How can you demonstrate that counseling is “job-related and consistent with business necessity”? You must show one of three things:
1. the employee asks for an accommodation;
2. the employee is impaired in performing essential functions of the job; or
3. the employee is a direct threat to self or others. You must reasonably believe one of these, and it must be based on objective evidence.
Could the employer have handled this in a way that satisfied the court? Perhaps, if the employer had done a few things differently. After all, no one wants to be the one patient that doesn’t get the oxygen, or to picture an ambulance driver chatting away on the phone while running red lights.

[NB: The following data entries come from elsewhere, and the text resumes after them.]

//! The `MarcusError` taxonomy.
//!
//! Every fallible operation in the coordination kernel resolves to one of
//! four kinds: integration, business, configuration, or programming errors.
//! The kind determines retry/surface behavior in the Dispatcher (see
//! `marcus-cli::dispatcher`), not just the message.

use uuid::Uuid;

/// Errors surfaced by the coordination kernel.
///
/// Variants map 1:1 onto the wire error codes in the tool-call response
/// contract (`NO_ACTIVE_PROJECT`, `TASK_LEASE_CONFLICT`, ...).
#[derive(Debug, thiserror::Error)]
pub enum MarcusError {
    /// No project is active for this caller session.
    #[error("no active project for this session")]
    NoActiveProject,

    /// An agent id was used before `register_agent` was called for it.
    #[error("agent {0:?} is not registered")]
    AgentNotRegistered(String),

    /// A task id does not exist in the active project's TaskGraph.
    #[error("task {0} not found")]
    TaskNotFound(Uuid),

    /// `TryClaim` found a live lease already held on the task.
    #[error("task {0} already has a live lease")]
    TaskLeaseConflict(Uuid),

    /// An agent tried to mutate a task leased by a different agent.
    #[error("agent {agent_id:?} does not hold the lease on task {task_id}")]
    NotTaskOwner { task_id: Uuid, agent_id: String },

    /// The KanbanProvider is unreachable, rejected a write, or the circuit
    /// breaker for this endpoint is open. Retried with backoff by the
    /// caller unless the breaker is open.
    #[error("kanban provider unavailable: {0}")]
    KanbanUnavailable(String),

    /// Caller-supplied arguments failed validation (empty skill set, a
    /// cyclic dependency, an unknown provider name, ...).
    #[error("validation error: {0}")]
    Validation(String),

    /// A required field was missing or a referenced resource (provider
    /// adapter, credential) was never configured. Fatal at startup or on
    /// first use.
    #[error("configuration error: {0}")]
    Configuration(String),

    /// An invariant the code assumes was violated. Never expected in
    /// correct operation; logged loudly and never swallowed.
    #[error("internal error: {0}")]
    Internal(String),
}

impl MarcusError {
    /// The wire error code for this variant, per the tool surface contract.
    pub fn code(&self) -> &'static str {
        match self {
            MarcusError::NoActiveProject => "NO_ACTIVE_PROJECT",
            MarcusError::AgentNotRegistered(_) => "AGENT_NOT_REGISTERED",
            MarcusError::TaskNotFound(_) => "TASK_NOT_FOUND",
            MarcusError::TaskLeaseConflict(_) => "TASK_LEASE_CONFLICT",
            MarcusError::NotTaskOwner { .. } => "NOT_TASK_OWNER",
            MarcusError::KanbanUnavailable(_) => "KANBAN_UNAVAILABLE",
            MarcusError::Validation(_) => "VALIDATION_ERROR",
            MarcusError::Configuration(_) => "VALIDATION_ERROR",
            MarcusError::Internal(_) => "INTERNAL_ERROR",
        }
    }

    /// Whether this error kind is worth retrying with backoff by the
    /// caller. Business, configuration, and programming errors are not.
    pub fn is_retryable(&self) -> bool {
        matches!(self, MarcusError::KanbanUnavailable(_))
    }

    /// A short actionable hint the Dispatcher can attach to the structured
    /// `{ok:false, error, hint}` response.
    pub fn hint(&self) -> Option<&'static str> {
        match self {
            MarcusError::NoActiveProject => {
                Some("call list_projects, add_project, or create_project first")
            }
            MarcusError::AgentNotRegistered(_) => Some("call register_agent first"),
            _ => None,
        }
    }
}

pub type Result<T> = std::result::Result<T, MarcusError>;
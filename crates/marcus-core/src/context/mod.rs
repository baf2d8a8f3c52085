//! `ContextService` -- assembles the task preamble handed to an agent at
//! assignment time.
//!
//! Joins dependency artifacts (transitively to depth 2), sibling and
//! dependency decisions, the parent task's decomposition conventions, and
//! up to 3 recent code references from the provider, then renders a capped
//! text preamble so agents start with the context they need without being
//! handed the entire project history.

use std::collections::{HashSet, VecDeque};

use marcus_db::models::{Artifact, ArtifactType, Decision, Phase, Task};
use uuid::Uuid;

use crate::artifact::ArtifactStore;
use crate::decision::DecisionLog;
use crate::error::Result;
use crate::graph::TaskGraph;
use crate::provider::KanbanProvider;

/// Preambles are capped at 16 KiB of rendered text; older/less-relevant
/// entries are dropped first to make room.
pub const PREAMBLE_CAP_BYTES: usize = 16 * 1024;

const MAX_DEPENDENCY_DEPTH: u32 = 2;
const MAX_CODE_REFERENCES: usize = 3;

pub struct ContextService;

impl ContextService {
    /// Build the preamble for `task_id`. `graph` must already contain the
    /// task (it was just claimed, so its TaskGraph entry is current).
    pub async fn build_preamble(
        graph: &TaskGraph,
        decisions: &DecisionLog,
        artifacts: &ArtifactStore,
        provider: &dyn KanbanProvider,
        task_id: Uuid,
    ) -> Result<String> {
        let Some(node) = graph.get(task_id) else {
            return Ok(String::new());
        };
        let task = node.task.clone();

        let dep_ids = transitive_dependencies(graph, task_id, MAX_DEPENDENCY_DEPTH);

        let mut artifact_rows = artifacts.list_for_tasks(&dep_ids).await?;
        reorder_by_relevance(&mut artifact_rows, task.phase);

        let mut decision_rows = Vec::new();
        for &dep_id in &dep_ids {
            decision_rows.extend(decisions.list_for_task(dep_id).await?);
        }
        if let Some(parent_id) = task.parent_id {
            let siblings = sibling_ids(graph, parent_id, task_id);
            if !siblings.is_empty() {
                decision_rows.extend(decisions.list_affecting(&siblings, task_id).await?);
            }
        }
        decision_rows.sort_by(|a, b| b.recorded_at.cmp(&a.recorded_at));
        dedup_decisions(&mut decision_rows);

        let parent_conventions = match task.parent_id {
            Some(parent_id) => graph.get(parent_id).map(|n| n.task.clone()),
            None => None,
        };

        let code_references = provider
            .recent_code_references(task_id)
            .await
            .unwrap_or_default();
        let code_references: Vec<String> =
            code_references.into_iter().take(MAX_CODE_REFERENCES).collect();

        let preamble = render(
            &task,
            &artifact_rows,
            &decision_rows,
            parent_conventions.as_ref(),
            &code_references,
        );

        Ok(cap_preamble(preamble))
    }
}

/// BFS over `dependencies` edges up to `max_depth`, not including the task
/// itself.
fn transitive_dependencies(graph: &TaskGraph, task_id: Uuid, max_depth: u32) -> Vec<Uuid> {
    let mut seen = HashSet::new();
    let mut queue = VecDeque::new();
    queue.push_back((task_id, 0u32));
    let mut result = Vec::new();

    while let Some((id, depth)) = queue.pop_front() {
        if depth >= max_depth {
            continue;
        }
        let Some(node) = graph.get(id) else { continue };
        for &dep_id in &node.dependencies {
            if seen.insert(dep_id) {
                result.push(dep_id);
                queue.push_back((dep_id, depth + 1));
            }
        }
    }
    result
}

fn sibling_ids(graph: &TaskGraph, parent_id: Uuid, exclude: Uuid) -> Vec<Uuid> {
    graph
        .all_tasks()
        .filter(|t| t.parent_id == Some(parent_id) && t.id != exclude)
        .map(|t| t.id)
        .collect()
}

/// Type-relevance hints: an IMPLEMENT task preferentially gets API/DESIGN
/// artifacts first; a TEST task preferentially gets SPECIFICATION first.
/// `list_artifacts_for_tasks` already orders API < DESIGN < ARCHITECTURE <
/// SPECIFICATION < other; TEST tasks get that order reversed at the front.
fn reorder_by_relevance(artifacts: &mut [Artifact], phase: Option<Phase>) {
    if phase == Some(Phase::Test) {
        artifacts.sort_by_key(|a| a.artifact_type != ArtifactType::Specification);
    }
}

fn dedup_decisions(decisions: &mut Vec<Decision>) {
    let mut seen = HashSet::new();
    decisions.retain(|d| seen.insert(d.id));
}

fn render(
    task: &Task,
    artifacts: &[Artifact],
    decisions: &[Decision],
    parent: Option<&Task>,
    code_references: &[String],
) -> String {
    let mut out = String::new();
    out.push_str(&format!("# Context for: {}\n\n", task.name));
    if !task.description.is_empty() {
        out.push_str(&task.description);
        out.push_str("\n\n");
    }

    if !task.labels.is_empty() {
        out.push_str(&format!("Constraints: {}\n\n", task.labels.join(", ")));
    }

    if let Some(parent) = parent {
        out.push_str("## Shared conventions (from parent task)\n\n");
        out.push_str(&parent.description);
        out.push_str("\n\n");
    }

    if !artifacts.is_empty() {
        out.push_str("## Dependency artifacts\n\n");
        for a in artifacts {
            out.push_str(&format!(
                "- [{:?}] {} ({})\n",
                a.artifact_type, a.filename, a.relative_path
            ));
        }
        out.push('\n');
    }

    if !decisions.is_empty() {
        out.push_str("## Relevant decisions\n\n");
        for d in decisions {
            out.push_str(&format!(
                "- **{}**: {}\n  why: {}\n  impact: {}\n",
                d.agent_id, d.what, d.why, d.impact
            ));
        }
        out.push('\n');
    }

    if !code_references.is_empty() {
        out.push_str("## Prior implementations\n\n");
        for r in code_references {
            out.push_str(&format!("- {r}\n"));
        }
        out.push('\n');
    }

    out
}

/// Truncate to the cap, dropping from the end (the least relevant
/// sections render last: prior implementations, then decisions, then
/// artifacts) while keeping the output valid UTF-8.
fn cap_preamble(mut preamble: String) -> String {
    if preamble.len() <= PREAMBLE_CAP_BYTES {
        return preamble;
    }
    while preamble.len() > PREAMBLE_CAP_BYTES && !preamble.is_empty() {
        preamble.pop();
    }
    preamble.push_str("\n\n[preamble truncated to fit the size cap]\n");
    preamble
}

#[cfg(test)]
mod tests {
    use super::*;

    #[test]
    fn cap_preamble_leaves_short_text_untouched() {
        let text = "hello".to_string();
        assert_eq!(cap_preamble(text.clone()), text);
    }

    #[test]
    fn cap_preamble_truncates_long_text() {
        let text = "x".repeat(PREAMBLE_CAP_BYTES * 2);
        let capped = cap_preamble(text);
        assert!(capped.len() <= PREAMBLE_CAP_BYTES + 200);
        assert!(capped.contains("truncated"));
    }

    #[test]
    fn dedup_decisions_removes_repeats() {
        use chrono::Utc;
        let d = Decision {
            id: Uuid::new_v4(),
            project_id: Uuid::nil(),
            task_id: Uuid::nil(),
            agent_id: "a".into(),
            what: "x".into(),
            why: "y".into(),
            impact: "z".into(),
            affects_tasks: vec![],
            recorded_at: Utc::now(),
        };
        let mut v = vec![d.clone(), d];
        dedup_decisions(&mut v);
        assert_eq!(v.len(), 1);
    }
}
//! Persistence layer: connection pool management, runtime migrations, and
//! hand-written SQL query modules for every Marcus table. No business logic
//! lives here — that's `marcus-core`'s job.

pub mod config;
pub mod models;
pub mod pool;
pub mod queries;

- If a medical professional had recommended the examination based on an evaluation of Kroll’s actions, that would have been more objective than proceeding on employer’s intuition.
- If the employer had left his opinion of Kroll’s moral standards and her messed-up life out of it, the court might have accepted the psychological examination. (Or, if the employer was a religious organization that had definite moral standards stated in a policy, that would also have worked.)
- Finally, although the court did not say so, it might have been more impressed if the employer had offered to pay for the psychological counseling. Given that Kroll actually wanted the counseling but said she could not afford it, being a little more generous might have avoided this expensive litigation entirely.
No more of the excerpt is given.